Tiffany Rozell said the last few weeks have been a whirlwind, but she has enjoyed all the people she has met since being appointed Cherokee County Election Board secretary.
"I've met a lot of great people in all the parties that have been supportive and taught me things," she said. "It's nice to see people on all sides encouraging you. Being embraced by the community is so great."
A member of the Tahlequah High School Class of 2002, Rozell was born and raised here. She and her husband, John, who is also from Tahlequah, lived in Miami, Oklahoma, for about 9 months to "find themselves" as a couple.
"Then we came back home and started our lives," said Rozell.
Rozell comes from a family who serves the community, and she married into a political family. Her father is Scott Pettus, who was just acknowledged by the Cherokee County Board of Commissioners for his 35 years of service to the area's emergency management. Her husband is related to Herb Rozell, former Oklahoma state senator.
"Dad was always out in the community, and I never saw myself that way until it was brought out in me. I embrace it and love it," Rozell said.
Rozell did accounts payable and receivable and mail clerk duties at the Reasor's home office for four years, and worked at Armstrong Bank for several more. She started at the Cherokee County Election Board about three years ago.
"Rusty [Clark] was our [Court Appointed Special Advocates] worker. My twins were in foster care, and we adopted them in July 2016. In August 2016, Rusty was promoted and he needed an assistant. I reached out and he said to come in for an interview," she said. "He's made an investment in my life personally and professionally. I'm very thankful."
Rozell has three children, all adopted: Tripp, who will be 10 this weekend; and twins Tagg and Elliott, who turned 5 last week.
The Rozells attend Exciting Southwest Baptist Church, and are active in foster care and adoption ministry. The family lives on a farm, and the kids have baseball games and dance classes, so Rozell stays busy.
"I like to read, but the kiddos are my life. I prayed hard for those babies," she said.
After Clark gave notice he was leaving the CCEB, Rozell had to send her resume to Oklahoma State Sen. Dewayne Pemberton. Their initial meeting to discuss her appointment was delayed because of the flooding, but after the legislative session ended, she met with him in Muskogee.
"We discussed what I would bring to the table, and if I thought I was ready. I did, and Rusty did," said Rozell.

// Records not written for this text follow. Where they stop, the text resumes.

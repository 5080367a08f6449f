// Copyright (c) 2025 Dimitris Kafetzis
//
// Licensed under the MIT License.
// See LICENSE file in the project root for full license information.
//
// SPDX-License-Identifier: MIT

//! JSON model manifest parsing.
//!
//! The manifest (`model.json`) lists every tensor and node of the graph.
//! Constant payloads are either inlined (`values`) or refer to a tensor of
//! the model's SafeTensors file (`weight`).
//!
//! # Format
//! ```json
//! {
//!   "name": "tiny-cnn",
//!   "layout": "nhwc",
//!   "inputs": ["image"],
//!   "outputs": ["probs"],
//!   "tensors": [
//!     { "name": "image", "dtype": "f32", "shape": [-1, 28, 28, 3] },
//!     { "name": "conv.w", "dtype": "f32", "shape": [8, 3, 3, 3], "weight": "conv.weight" },
//!     { "name": "axes", "dtype": "i32", "shape": [2], "values": [1, 2] },
//!     { "name": "features", "dtype": "f32" },
//!     ...
//!   ],
//!   "nodes": [
//!     { "name": "conv", "op": "conv2d", "inputs": ["image", "conv.w"],
//!       "outputs": ["features"], "options": { "padding": "same" } },
//!     ...
//!   ]
//! }
//! ```

use std::collections::HashSet;
use std::path::Path;

use tensor_core::{DType, Layout, Quantization, Shape};

use crate::{ModelError, OpKind};

/// Top-level model manifest, deserialized from `model.json`.
#[derive(Debug, Clone, serde::Serialize, serde::Deserialize)]
pub struct ModelManifest {
    /// Human-readable model name.
    pub name: String,
    /// Layout the model's activations are authored in.
    #[serde(default)]
    pub layout: Layout,
    /// Graph input tensor names, in host binding order.
    pub inputs: Vec<String>,
    /// Graph output tensor names, in host binding order.
    pub outputs: Vec<String>,
    pub tensors: Vec<ManifestTensor>,
    pub nodes: Vec<ManifestNode>,
}

/// A single tensor entry in the manifest.
#[derive(Debug, Clone, serde::Serialize, serde::Deserialize)]
pub struct ManifestTensor {
    pub name: String,
    /// Element type string (e.g. `"f32"`, `"uint8"`).
    pub dtype: String,
    /// Extents with `-1` for unknown; required for inputs.
    #[serde(default, skip_serializing_if = "Option::is_none")]
    pub shape: Option<Shape>,
    #[serde(default, skip_serializing_if = "Option::is_none")]
    pub quantization: Option<Quantization>,
    /// Inline constant payload.
    #[serde(default, skip_serializing_if = "Option::is_none")]
    pub values: Option<Vec<f64>>,
    /// Name of the constant's payload in the SafeTensors file.
    #[serde(default, skip_serializing_if = "Option::is_none")]
    pub weight: Option<String>,
}

impl ManifestTensor {
    pub fn is_constant(&self) -> bool {
        self.values.is_some() || self.weight.is_some()
    }
}

/// A single node entry in the manifest.
#[derive(Debug, Clone, serde::Serialize, serde::Deserialize)]
pub struct ManifestNode {
    pub name: String,
    /// Operation name (see [`OpKind::parse`]).
    pub op: String,
    pub inputs: Vec<String>,
    pub outputs: Vec<String>,
    /// Kind-specific option table.
    #[serde(default)]
    pub options: serde_json::Value,
}

impl ModelManifest {
    /// Loads a manifest from a JSON file path.
    pub fn from_file(path: &Path) -> Result<Self, ModelError> {
        let content = std::fs::read_to_string(path)?;
        Self::from_json(&content)
    }

    /// Parses a manifest from a JSON string.
    pub fn from_json(json: &str) -> Result<Self, ModelError> {
        let manifest: Self = serde_json::from_str(json)?;
        Ok(manifest)
    }

    /// Validates that the manifest is internally consistent.
    ///
    /// Checks:
    /// - At least one node is defined.
    /// - Every dtype and op name is recognised.
    /// - Tensor names are unique.
    /// - Every name referenced by a node or the graph I/O is declared.
    /// - Inputs have shapes and no payload; constants have one payload.
    pub fn validate(&self) -> Result<(), ModelError> {
        if self.nodes.is_empty() {
            return Err(ModelError::InvalidGraph("manifest contains no nodes".into()));
        }

        let mut names = HashSet::new();
        for t in &self.tensors {
            if !names.insert(t.name.as_str()) {
                return Err(invalid_tensor(&t.name, "duplicate tensor name"));
            }
            if DType::parse(&t.dtype).is_none() {
                return Err(invalid_tensor(&t.name, format!("unsupported dtype '{}'", t.dtype)));
            }
            if t.values.is_some() && t.weight.is_some() {
                return Err(invalid_tensor(&t.name, "has both inline values and a weight key"));
            }
        }

        for name in &self.inputs {
            let t = self
                .tensors
                .iter()
                .find(|t| &t.name == name)
                .ok_or_else(|| ModelError::InvalidGraph(format!("graph input '{name}' is not declared")))?;
            if t.is_constant() {
                return Err(invalid_tensor(name, "graph input cannot carry constant data"));
            }
            if t.shape.is_none() {
                return Err(invalid_tensor(name, "graph input needs a shape"));
            }
        }
        for name in &self.outputs {
            if !names.contains(name.as_str()) {
                return Err(ModelError::InvalidGraph(format!(
                    "graph output '{name}' is not declared"
                )));
            }
        }

        for (i, node) in self.nodes.iter().enumerate() {
            let invalid = |detail: String| ModelError::InvalidNode {
                node: i,
                name: node.name.clone(),
                detail,
            };
            if OpKind::parse(&node.op).is_none() {
                return Err(invalid(format!("unknown op '{}'", node.op)));
            }
            for t in node.inputs.iter().chain(&node.outputs) {
                if !names.contains(t.as_str()) {
                    return Err(invalid(format!("references undeclared tensor '{t}'")));
                }
            }
        }
        Ok(())
    }

    /// Names of all SafeTensors payloads the manifest refers to.
    pub fn weight_names(&self) -> Vec<&str> {
        self.tensors
            .iter()
            .filter_map(|t| t.weight.as_deref())
            .collect()
    }
}

fn invalid_tensor(name: &str, detail: impl Into<String>) -> ModelError {
    ModelError::InvalidTensor {
        tensor: name.to_string(),
        detail: detail.into(),
    }
}

#[cfg(test)]
mod tests {
    use super::*;

    fn sample_manifest_json() -> &'static str {
        r#"{
            "name": "tiny",
            "layout": "nhwc",
            "inputs": ["x"],
            "outputs": ["y"],
            "tensors": [
                { "name": "x", "dtype": "f32", "shape": [-1, 4, 4, 1] },
                { "name": "w", "dtype": "float32", "shape": [2, 3, 3, 1], "weight": "conv.weight" },
                { "name": "h", "dtype": "f32" },
                { "name": "axes", "dtype": "i32", "shape": [2], "values": [1, 2] },
                { "name": "y", "dtype": "f32" }
            ],
            "nodes": [
                { "name": "conv", "op": "conv2d", "inputs": ["x", "w"], "outputs": ["h"],
                  "options": { "padding": "valid", "fused_activation": "relu" } },
                { "name": "mean", "op": "mean", "inputs": ["h", "axes"], "outputs": ["y"] }
            ]
        }"#
    }

    #[test]
    fn test_parse_manifest() {
        let m = ModelManifest::from_json(sample_manifest_json()).unwrap();
        assert_eq!(m.name, "tiny");
        assert_eq!(m.layout, Layout::Nhwc);
        assert_eq!(m.tensors.len(), 5);
        assert_eq!(m.nodes[1].options, serde_json::Value::Null);
        assert_eq!(m.tensors[0].shape.as_ref().unwrap().to_string(), "[?, 4, 4, 1]");
        assert_eq!(m.weight_names(), vec!["conv.weight"]);
    }

    #[test]
    fn test_validate_ok() {
        ModelManifest::from_json(sample_manifest_json())
            .unwrap()
            .validate()
            .unwrap();
    }

    #[test]
    fn test_validate_unknown_op() {
        let mut m = ModelManifest::from_json(sample_manifest_json()).unwrap();
        m.nodes[0].op = "lstm".into();
        assert!(matches!(m.validate(), Err(ModelError::InvalidNode { node: 0, .. })));
    }

    #[test]
    fn test_validate_unknown_dtype() {
        let mut m = ModelManifest::from_json(sample_manifest_json()).unwrap();
        m.tensors[2].dtype = "f16".into();
        assert!(matches!(m.validate(), Err(ModelError::InvalidTensor { .. })));
    }

    #[test]
    fn test_validate_duplicate_tensor() {
        let mut m = ModelManifest::from_json(sample_manifest_json()).unwrap();
        m.tensors[4].name = "h".into();
        assert!(m.validate().is_err());
    }

    #[test]
    fn test_validate_dangling_reference() {
        let mut m = ModelManifest::from_json(sample_manifest_json()).unwrap();
        m.nodes[1].inputs[0] = "missing".into();
        let err = m.validate().unwrap_err();
        assert!(err.to_string().contains("missing"));
    }

    #[test]
    fn test_validate_input_needs_shape() {
        let mut m = ModelManifest::from_json(sample_manifest_json()).unwrap();
        m.tensors[0].shape = None;
        assert!(m.validate().is_err());
    }

    #[test]
    fn test_serde_roundtrip() {
        let m = ModelManifest::from_json(sample_manifest_json()).unwrap();
        let json = serde_json::to_string_pretty(&m).unwrap();
        let back = ModelManifest::from_json(&json).unwrap();
        assert_eq!(back.name, m.name);
        assert_eq!(back.nodes.len(), m.nodes.len());
    }
}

The State Election Board voted for her appointment at the end of July. She was appointed July 24.
While Rozell said she is still getting settled, she also said things are running smoothly at the Election Board.
"Things are running the way they were when Rusty was here. He has a teaching style I got to enjoy for three years. He was a hands-on and an inspirational teacher," said Rozell.
Since Clark was involved in the Tahlequah community, such as the Tahlequah Area Chamber of Commerce, he was often out of the office.
"He taught us how to do these elections, so nothing will change," said Rozell. "He showed us what to do and we're confident in our abilities."
The CCEB staff is made up of two part-time workers, Rozell, and her assistant, Chelsea Jones. Some current tasks include running elections, keeping records fresh and updated, ordering ballots, testing machines, and more.
"We keep up street guides and any records that the city, county or candidates need," Rozell said. "We're preparing for the early voting, and absentee ballots. Like any production, people don't realize what goes on behind the scenes."
She was surprised at all the people she meets during early voting periods.
"The young people voting for the first time and the older people who never miss an election - it's so neat to see the dignity and pride both groups exhibit," said Rozell. "That's my favorite part - getting to work with people."
Rozell encourages community members to contact the board if any assistance is needed.
"Come see us. We're always available and always ready to see our people," she said. "Come see us for early voting."